• WHAT IS EXPECTED:
Please work out how many lines in the data below hold the word "entries", and state only the number.

• INPUT:
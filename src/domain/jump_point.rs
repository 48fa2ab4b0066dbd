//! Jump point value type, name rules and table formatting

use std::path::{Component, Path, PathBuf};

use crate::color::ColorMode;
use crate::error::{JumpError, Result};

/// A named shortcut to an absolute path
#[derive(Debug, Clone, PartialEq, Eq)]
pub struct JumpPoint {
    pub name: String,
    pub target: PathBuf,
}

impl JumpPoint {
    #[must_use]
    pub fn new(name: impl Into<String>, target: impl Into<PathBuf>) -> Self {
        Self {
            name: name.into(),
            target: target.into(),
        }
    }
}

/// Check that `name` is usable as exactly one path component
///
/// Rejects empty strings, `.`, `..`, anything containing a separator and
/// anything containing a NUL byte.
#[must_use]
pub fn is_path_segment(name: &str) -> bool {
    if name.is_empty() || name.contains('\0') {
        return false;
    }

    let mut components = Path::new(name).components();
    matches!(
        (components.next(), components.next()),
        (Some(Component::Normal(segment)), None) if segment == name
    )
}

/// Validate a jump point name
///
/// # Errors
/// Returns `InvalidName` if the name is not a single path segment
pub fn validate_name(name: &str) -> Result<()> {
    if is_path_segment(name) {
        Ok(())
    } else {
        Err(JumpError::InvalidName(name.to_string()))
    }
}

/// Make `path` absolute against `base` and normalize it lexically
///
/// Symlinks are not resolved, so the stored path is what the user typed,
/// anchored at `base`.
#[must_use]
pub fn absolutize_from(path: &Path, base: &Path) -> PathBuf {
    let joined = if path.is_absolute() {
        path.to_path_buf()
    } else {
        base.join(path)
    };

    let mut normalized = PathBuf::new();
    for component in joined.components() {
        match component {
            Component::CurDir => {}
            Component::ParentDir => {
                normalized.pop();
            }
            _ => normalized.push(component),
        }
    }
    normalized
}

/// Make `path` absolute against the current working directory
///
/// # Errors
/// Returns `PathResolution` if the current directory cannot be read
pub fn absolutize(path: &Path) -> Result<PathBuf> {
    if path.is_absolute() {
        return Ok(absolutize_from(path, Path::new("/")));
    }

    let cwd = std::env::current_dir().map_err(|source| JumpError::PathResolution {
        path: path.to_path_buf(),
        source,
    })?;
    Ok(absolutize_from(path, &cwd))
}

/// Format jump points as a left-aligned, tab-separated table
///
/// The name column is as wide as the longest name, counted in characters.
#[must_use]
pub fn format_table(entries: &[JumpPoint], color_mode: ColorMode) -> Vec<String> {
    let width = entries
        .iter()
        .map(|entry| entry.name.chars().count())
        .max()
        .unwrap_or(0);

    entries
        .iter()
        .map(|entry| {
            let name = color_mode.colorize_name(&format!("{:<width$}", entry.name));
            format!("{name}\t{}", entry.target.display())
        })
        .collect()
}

• RESPONSE BOX:
3